### Directions
Pull out every line in the data that has the string "PathBuf" in it.

(Saved entries)
+++

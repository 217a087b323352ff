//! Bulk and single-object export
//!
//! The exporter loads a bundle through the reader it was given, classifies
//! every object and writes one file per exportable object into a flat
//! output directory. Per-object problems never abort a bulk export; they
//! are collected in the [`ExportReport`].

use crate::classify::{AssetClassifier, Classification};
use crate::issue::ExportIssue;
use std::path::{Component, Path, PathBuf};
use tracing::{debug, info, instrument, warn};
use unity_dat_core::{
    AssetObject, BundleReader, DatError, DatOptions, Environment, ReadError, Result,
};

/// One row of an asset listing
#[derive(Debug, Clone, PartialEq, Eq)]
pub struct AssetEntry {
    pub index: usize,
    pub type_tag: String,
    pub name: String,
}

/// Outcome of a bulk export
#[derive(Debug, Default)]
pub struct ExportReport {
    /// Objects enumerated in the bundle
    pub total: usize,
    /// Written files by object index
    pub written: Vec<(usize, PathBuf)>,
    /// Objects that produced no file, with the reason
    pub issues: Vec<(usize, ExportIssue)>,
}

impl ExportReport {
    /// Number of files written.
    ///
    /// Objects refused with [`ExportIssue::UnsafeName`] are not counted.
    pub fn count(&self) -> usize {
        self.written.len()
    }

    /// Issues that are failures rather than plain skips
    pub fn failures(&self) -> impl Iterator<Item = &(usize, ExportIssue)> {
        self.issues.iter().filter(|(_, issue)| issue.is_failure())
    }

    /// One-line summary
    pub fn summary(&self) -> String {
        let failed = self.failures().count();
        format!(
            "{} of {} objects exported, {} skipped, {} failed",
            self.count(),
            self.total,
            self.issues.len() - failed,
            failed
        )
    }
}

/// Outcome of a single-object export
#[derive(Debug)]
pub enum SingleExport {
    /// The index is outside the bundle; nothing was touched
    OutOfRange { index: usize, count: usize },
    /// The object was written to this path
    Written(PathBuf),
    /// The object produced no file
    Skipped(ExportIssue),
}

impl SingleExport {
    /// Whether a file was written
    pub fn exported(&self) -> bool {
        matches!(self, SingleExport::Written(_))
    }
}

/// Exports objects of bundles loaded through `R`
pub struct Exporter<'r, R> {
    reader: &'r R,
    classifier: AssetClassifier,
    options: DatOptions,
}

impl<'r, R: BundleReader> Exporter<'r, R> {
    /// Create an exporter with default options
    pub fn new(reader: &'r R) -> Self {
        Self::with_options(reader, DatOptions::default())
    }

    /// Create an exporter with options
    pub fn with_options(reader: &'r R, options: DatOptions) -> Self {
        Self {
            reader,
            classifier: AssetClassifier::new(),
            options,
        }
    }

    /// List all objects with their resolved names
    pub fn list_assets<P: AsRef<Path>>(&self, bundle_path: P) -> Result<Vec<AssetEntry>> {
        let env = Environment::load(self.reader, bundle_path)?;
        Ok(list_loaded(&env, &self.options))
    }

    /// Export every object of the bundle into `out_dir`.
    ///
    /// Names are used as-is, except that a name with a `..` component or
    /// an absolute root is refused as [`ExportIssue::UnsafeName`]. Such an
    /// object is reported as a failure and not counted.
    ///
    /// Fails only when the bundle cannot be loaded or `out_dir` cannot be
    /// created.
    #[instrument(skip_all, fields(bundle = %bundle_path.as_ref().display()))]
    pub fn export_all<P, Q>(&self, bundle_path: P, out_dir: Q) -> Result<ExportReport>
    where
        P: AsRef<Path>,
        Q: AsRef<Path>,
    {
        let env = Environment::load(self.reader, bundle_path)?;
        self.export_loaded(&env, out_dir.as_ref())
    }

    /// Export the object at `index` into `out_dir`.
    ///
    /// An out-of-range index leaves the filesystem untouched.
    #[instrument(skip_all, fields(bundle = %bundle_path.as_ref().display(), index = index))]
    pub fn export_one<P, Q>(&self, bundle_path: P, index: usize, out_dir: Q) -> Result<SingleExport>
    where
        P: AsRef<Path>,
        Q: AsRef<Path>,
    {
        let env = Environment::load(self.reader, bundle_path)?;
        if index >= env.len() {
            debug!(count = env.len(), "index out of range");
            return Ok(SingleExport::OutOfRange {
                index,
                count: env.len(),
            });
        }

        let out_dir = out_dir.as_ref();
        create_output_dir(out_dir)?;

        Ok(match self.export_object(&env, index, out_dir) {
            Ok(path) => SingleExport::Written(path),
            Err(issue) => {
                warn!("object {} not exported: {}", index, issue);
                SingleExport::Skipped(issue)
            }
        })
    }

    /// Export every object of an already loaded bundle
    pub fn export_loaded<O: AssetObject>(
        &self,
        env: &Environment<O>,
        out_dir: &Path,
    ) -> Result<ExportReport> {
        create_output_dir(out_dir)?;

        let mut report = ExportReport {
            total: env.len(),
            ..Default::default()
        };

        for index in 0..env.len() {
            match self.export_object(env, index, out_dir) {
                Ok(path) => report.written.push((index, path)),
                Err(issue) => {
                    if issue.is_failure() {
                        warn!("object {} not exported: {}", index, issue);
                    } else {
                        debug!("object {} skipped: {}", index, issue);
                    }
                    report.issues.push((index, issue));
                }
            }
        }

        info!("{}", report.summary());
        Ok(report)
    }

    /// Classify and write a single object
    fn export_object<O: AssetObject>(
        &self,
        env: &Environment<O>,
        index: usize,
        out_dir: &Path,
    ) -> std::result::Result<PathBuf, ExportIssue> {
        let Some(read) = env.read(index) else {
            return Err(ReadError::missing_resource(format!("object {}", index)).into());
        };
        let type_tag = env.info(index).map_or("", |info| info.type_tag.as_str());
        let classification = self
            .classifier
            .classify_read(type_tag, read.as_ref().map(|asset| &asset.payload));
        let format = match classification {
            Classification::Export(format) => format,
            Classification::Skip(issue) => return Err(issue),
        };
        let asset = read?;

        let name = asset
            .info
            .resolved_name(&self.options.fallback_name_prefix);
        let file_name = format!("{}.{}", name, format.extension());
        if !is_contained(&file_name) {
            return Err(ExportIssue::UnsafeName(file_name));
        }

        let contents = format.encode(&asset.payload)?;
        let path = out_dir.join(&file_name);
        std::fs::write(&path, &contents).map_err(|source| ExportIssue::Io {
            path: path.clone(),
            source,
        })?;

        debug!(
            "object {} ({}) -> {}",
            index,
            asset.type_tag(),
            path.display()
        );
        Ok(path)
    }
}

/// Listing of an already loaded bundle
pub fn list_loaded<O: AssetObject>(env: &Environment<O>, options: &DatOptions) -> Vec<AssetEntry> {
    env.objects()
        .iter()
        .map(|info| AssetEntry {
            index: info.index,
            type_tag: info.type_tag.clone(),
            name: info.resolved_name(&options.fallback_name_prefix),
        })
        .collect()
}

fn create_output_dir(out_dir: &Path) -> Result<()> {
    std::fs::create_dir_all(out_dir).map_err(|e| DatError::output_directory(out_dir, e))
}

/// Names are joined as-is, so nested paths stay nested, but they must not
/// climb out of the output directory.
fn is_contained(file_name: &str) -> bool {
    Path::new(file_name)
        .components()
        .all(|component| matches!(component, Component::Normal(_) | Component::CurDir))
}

+++

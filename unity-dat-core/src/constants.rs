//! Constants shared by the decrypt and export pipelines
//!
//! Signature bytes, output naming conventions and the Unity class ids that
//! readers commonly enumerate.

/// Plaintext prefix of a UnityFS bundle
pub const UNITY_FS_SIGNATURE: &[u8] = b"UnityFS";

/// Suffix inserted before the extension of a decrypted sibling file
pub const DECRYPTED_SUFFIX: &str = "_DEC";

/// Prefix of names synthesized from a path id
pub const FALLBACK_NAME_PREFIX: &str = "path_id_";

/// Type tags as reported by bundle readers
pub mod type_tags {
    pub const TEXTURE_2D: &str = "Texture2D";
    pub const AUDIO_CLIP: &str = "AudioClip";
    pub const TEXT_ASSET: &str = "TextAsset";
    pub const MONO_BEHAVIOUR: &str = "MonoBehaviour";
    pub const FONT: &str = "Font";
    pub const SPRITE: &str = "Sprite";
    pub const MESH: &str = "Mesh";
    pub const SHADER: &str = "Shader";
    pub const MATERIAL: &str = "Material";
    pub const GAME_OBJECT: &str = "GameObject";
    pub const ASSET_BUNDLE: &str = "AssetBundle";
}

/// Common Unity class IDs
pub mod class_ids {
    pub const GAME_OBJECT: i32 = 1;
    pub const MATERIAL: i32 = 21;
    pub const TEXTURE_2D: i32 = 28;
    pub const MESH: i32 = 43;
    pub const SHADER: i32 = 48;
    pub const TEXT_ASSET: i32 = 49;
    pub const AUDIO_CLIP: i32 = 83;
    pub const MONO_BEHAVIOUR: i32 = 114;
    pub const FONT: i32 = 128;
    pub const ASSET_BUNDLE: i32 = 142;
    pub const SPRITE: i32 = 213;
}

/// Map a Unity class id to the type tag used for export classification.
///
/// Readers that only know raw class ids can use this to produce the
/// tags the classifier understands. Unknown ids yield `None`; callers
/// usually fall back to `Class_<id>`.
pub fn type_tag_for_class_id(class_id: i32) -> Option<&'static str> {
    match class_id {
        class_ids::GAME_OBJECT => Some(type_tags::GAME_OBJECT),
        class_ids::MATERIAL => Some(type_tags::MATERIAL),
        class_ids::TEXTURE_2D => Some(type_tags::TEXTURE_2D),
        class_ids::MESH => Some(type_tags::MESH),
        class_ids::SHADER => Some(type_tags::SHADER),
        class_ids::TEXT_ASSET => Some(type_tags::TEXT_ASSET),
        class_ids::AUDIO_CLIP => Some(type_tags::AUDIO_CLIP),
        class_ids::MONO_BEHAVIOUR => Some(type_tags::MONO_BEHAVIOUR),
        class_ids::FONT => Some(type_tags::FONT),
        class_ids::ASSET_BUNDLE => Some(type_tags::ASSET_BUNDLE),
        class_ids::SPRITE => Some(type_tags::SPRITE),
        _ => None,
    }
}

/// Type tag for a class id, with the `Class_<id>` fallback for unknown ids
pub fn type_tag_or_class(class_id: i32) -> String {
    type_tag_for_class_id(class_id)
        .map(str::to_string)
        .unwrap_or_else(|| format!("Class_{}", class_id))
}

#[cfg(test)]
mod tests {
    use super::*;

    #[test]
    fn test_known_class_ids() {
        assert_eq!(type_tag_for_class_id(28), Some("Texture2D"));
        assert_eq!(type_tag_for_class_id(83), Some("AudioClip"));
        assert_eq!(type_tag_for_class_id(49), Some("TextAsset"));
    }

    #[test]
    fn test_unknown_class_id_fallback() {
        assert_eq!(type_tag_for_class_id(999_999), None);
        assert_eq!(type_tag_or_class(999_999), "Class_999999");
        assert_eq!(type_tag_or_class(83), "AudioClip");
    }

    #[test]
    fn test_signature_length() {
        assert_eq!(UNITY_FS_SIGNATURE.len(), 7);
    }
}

+++

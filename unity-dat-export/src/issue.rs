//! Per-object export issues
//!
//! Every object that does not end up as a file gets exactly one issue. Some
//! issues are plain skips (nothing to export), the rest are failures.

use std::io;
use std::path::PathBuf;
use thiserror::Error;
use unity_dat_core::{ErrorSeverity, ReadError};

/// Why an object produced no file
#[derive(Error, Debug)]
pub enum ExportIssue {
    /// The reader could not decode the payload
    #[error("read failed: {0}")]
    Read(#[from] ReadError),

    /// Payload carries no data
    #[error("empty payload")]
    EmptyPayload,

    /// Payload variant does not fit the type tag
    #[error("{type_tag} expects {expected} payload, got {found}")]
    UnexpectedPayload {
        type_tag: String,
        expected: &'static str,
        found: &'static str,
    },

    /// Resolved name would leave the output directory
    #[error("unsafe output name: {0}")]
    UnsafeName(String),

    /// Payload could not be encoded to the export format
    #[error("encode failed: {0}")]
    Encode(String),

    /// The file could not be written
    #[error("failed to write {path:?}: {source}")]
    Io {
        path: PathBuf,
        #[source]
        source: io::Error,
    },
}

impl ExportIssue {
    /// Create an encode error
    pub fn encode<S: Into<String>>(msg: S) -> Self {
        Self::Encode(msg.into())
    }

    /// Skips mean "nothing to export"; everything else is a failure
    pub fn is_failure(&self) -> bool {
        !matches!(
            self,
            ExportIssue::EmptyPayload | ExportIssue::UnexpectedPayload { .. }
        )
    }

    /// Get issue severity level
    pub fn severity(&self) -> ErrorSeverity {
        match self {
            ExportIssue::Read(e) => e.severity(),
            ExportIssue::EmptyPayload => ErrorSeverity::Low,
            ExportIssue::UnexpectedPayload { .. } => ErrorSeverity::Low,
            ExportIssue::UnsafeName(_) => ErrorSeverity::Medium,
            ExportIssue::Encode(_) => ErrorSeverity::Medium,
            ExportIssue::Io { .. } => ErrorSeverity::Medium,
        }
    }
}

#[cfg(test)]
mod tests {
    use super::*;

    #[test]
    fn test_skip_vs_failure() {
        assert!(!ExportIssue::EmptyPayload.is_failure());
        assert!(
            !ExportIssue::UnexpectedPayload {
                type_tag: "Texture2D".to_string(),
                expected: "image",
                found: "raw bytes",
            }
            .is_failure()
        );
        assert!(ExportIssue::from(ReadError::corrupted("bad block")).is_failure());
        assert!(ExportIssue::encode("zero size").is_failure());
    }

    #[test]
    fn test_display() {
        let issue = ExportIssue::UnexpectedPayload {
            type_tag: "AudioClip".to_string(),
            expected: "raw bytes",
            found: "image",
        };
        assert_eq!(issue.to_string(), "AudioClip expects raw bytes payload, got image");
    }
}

+++

### Your response
use std::path::{Component, Path, PathBuf};
    pub written: Vec<(usize, PathBuf)>,
    Written(PathBuf),
    ) -> std::result::Result<PathBuf, ExportIssue> {
use std::path::PathBuf;
        path: PathBuf,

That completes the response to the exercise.